Bausch & Lomb in it’s finest incarnation was based in a large upstate New York city on the shores of Lake Ontario called Rochester. At the time it was The Flour City, so named for the many mills along the Genesee river which ground the wheat towed into the city by that turn superhighway of historic New York, the Erie Canal. Now, The Flower City is remembered less for the great optical firm of B&L and more for the once mighty company of another golden age optical company, Kodak. Even today the George Eastman house is at once one of the most well appointed and well respected museums of photography in the world, host every year to dozens of programs and feature presentations.

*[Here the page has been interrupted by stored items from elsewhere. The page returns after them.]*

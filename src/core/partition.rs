//! Genomic window partitioning
//!
//! Maps a read to the partition that buffers it. Both mates of a pair must
//! land in the same partition, so the second mate is routed by the first
//! mate's coordinates (carried in its mate fields).
//!
//! | self     | mate     | routed by                         |
//! |----------|----------|-----------------------------------|
//! | unmapped | unmapped | sentinel                          |
//! | mapped   | unmapped | own coordinates                   |
//! | unmapped | mapped   | mate coordinates                  |
//! | mapped   | mapped   | own if first of pair, else mate   |
//!
//! Missing coordinates on the chosen side send the read to the sentinel,
//! where it surfaces as a singleton on flush.

use crate::core::read::SequencingRead;

/// Default window size in base pairs
pub const DEFAULT_WINDOW_SIZE: u64 = 1_000_000;

/// Target partition of a read
#[derive(Debug, Clone, Copy, PartialEq, Eq, Hash)]
pub enum Route<'a> {
    /// Bucket for reads whose pair is entirely unmapped (or lacks coordinates)
    Sentinel,
    /// Window `index` of `contig`, chosen from 1-based `position`
    Window {
        contig: &'a str,
        position: u64,
        index: usize,
    },
}

/// Window index of a 1-based position
///
/// Position 0 (unset in SAM) falls into the first window.
///
/// # Examples
/// ```
/// use fast_bam2fq::core::partition_index;
/// assert_eq!(partition_index(1, 1000), 0);
/// assert_eq!(partition_index(1000, 1000), 0);
/// assert_eq!(partition_index(1001, 1000), 1);
/// assert_eq!(partition_index(0, 1000), 0);
/// ```
#[inline]
pub fn partition_index(position: u64, window_size: u64) -> usize {
    (position.saturating_sub(1) / window_size) as usize
}

/// Number of windows needed to cover a contig
///
/// An empty contig still gets one window.
#[inline]
pub fn partition_count(length: u64, window_size: u64) -> usize {
    (length.div_ceil(window_size) as usize).max(1)
}

/// Route a read to its partition
pub fn route(read: &SequencingRead, window_size: u64) -> Route<'_> {
    let flags = &read.flags;
    if flags.is_fully_unmapped() {
        return Route::Sentinel;
    }
    let use_own = match (flags.unmapped, flags.mate_unmapped) {
        (false, true) => true,
        (true, false) => false,
        _ => flags.first_of_pair,
    };

    let (contig, position) = if use_own {
        (read.contig.as_deref(), read.position)
    } else {
        (read.mate_contig.as_deref(), read.mate_position)
    };

    match (contig, position) {
        (Some(contig), Some(position)) => Route::Window {
            contig,
            position,
            index: partition_index(position, window_size),
        },
        _ => Route::Sentinel,
    }
}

It should be no surprise that microscopy and photography should intersect. That two of the greater names in each field should call the same city home is surprising, but perhaps less so when one considers that the two would have been attracted by the same resources. B&L made optical instruments and components of all sorts, and no small variety of microscopes. The Eastman dry-plate Co. (later Kodak) made dry photographic plates and film, together with the low-cost cameras which would create a demand and market for their more profitable consumable products. With the two companies calling the same city home one could expect that the Kodak cameras and film would be sure to see use at the eyepiece of B&L microscopes.

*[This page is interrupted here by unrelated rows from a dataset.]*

//! Lookup strategy benchmarks
//!
//! Compares the five membership tests of the lookup harness across
//! collection sizes, for a present (last) element and an absent one.

use criterion::{BenchmarkId, Criterion, black_box, criterion_group, criterion_main};
use publisher_lab::benchmark::absent_probe;
use publisher_lab::{LookupHarness, Publisher};
use std::time::Duration;

const SIZES: [usize; 3] = [100, 1_000, 10_000];

fn bench_lookups(c: &mut Criterion, group_name: &str, pick_last: bool) {
    let mut group = c.benchmark_group(group_name);
    group.measurement_time(Duration::from_secs(3));

    for size in SIZES {
        let harness = LookupHarness::new(size);
        let probe = if pick_last {
            harness.organizations()[size - 1].clone()
        } else {
            absent_probe()
        };
        let probe_string = probe.canonical_string();
        let probe_value = Publisher::from_organization(probe.clone(), harness.license_expiry());

        group.bench_with_input(BenchmarkId::new("vec_organization", size), &size, |b, _| {
            b.iter(|| black_box(harness.organizations().contains(black_box(&probe))))
        });

        group.bench_with_input(BenchmarkId::new("vec_string", size), &size, |b, _| {
            b.iter(|| black_box(harness.strings().contains(black_box(&probe_string))))
        });

        group.bench_with_input(BenchmarkId::new("map_organization_key", size), &size, |b, _| {
            b.iter(|| black_box(harness.organization_map().contains_key(black_box(&probe))))
        });

        group.bench_with_input(BenchmarkId::new("map_string_key", size), &size, |b, _| {
            b.iter(|| {
                black_box(
                    harness
                        .string_map()
                        .contains_key(black_box(probe_string.as_str())),
                )
            })
        });

        group.bench_with_input(BenchmarkId::new("map_organization_value", size), &size, |b, _| {
            b.iter(|| {
                black_box(
                    harness
                        .organization_map()
                        .values()
                        .any(|value| *value == probe_value),
                )
            })
        });
    }

    group.finish();
}

fn bench_present_lookup(c: &mut Criterion) {
    bench_lookups(c, "lookup_last_element", true);
}

fn bench_absent_lookup(c: &mut Criterion) {
    bench_lookups(c, "lookup_absent_element", false);
}

fn bench_harness_build(c: &mut Criterion) {
    let mut group = c.benchmark_group("harness_build");
    group.sample_size(10);

    for size in SIZES {
        group.bench_with_input(BenchmarkId::from_parameter(size), &size, |b, &size| {
            b.iter(|| black_box(LookupHarness::new(size)))
        });
    }

    group.finish();
}

criterion_group!(
    benches,
    bench_present_lookup,
    bench_absent_lookup,
    bench_harness_build
);
criterion_main!(benches);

That B&L should have published a manual specifically treating with one of the early Kodak box cameras is only natural. It’s this manual we’ll be looking at in the next few posts. Chances are good anyone in the United States of America knows someone who has an old Kodak box camera laying around they’d be happy to make a present of. Otherwise pick up a Kodak Brownie No. 0 to work with the B&L model R and follow along with the manual or pick up the larger Kodak Brownie No. 2a to work with a full size B&L microscope.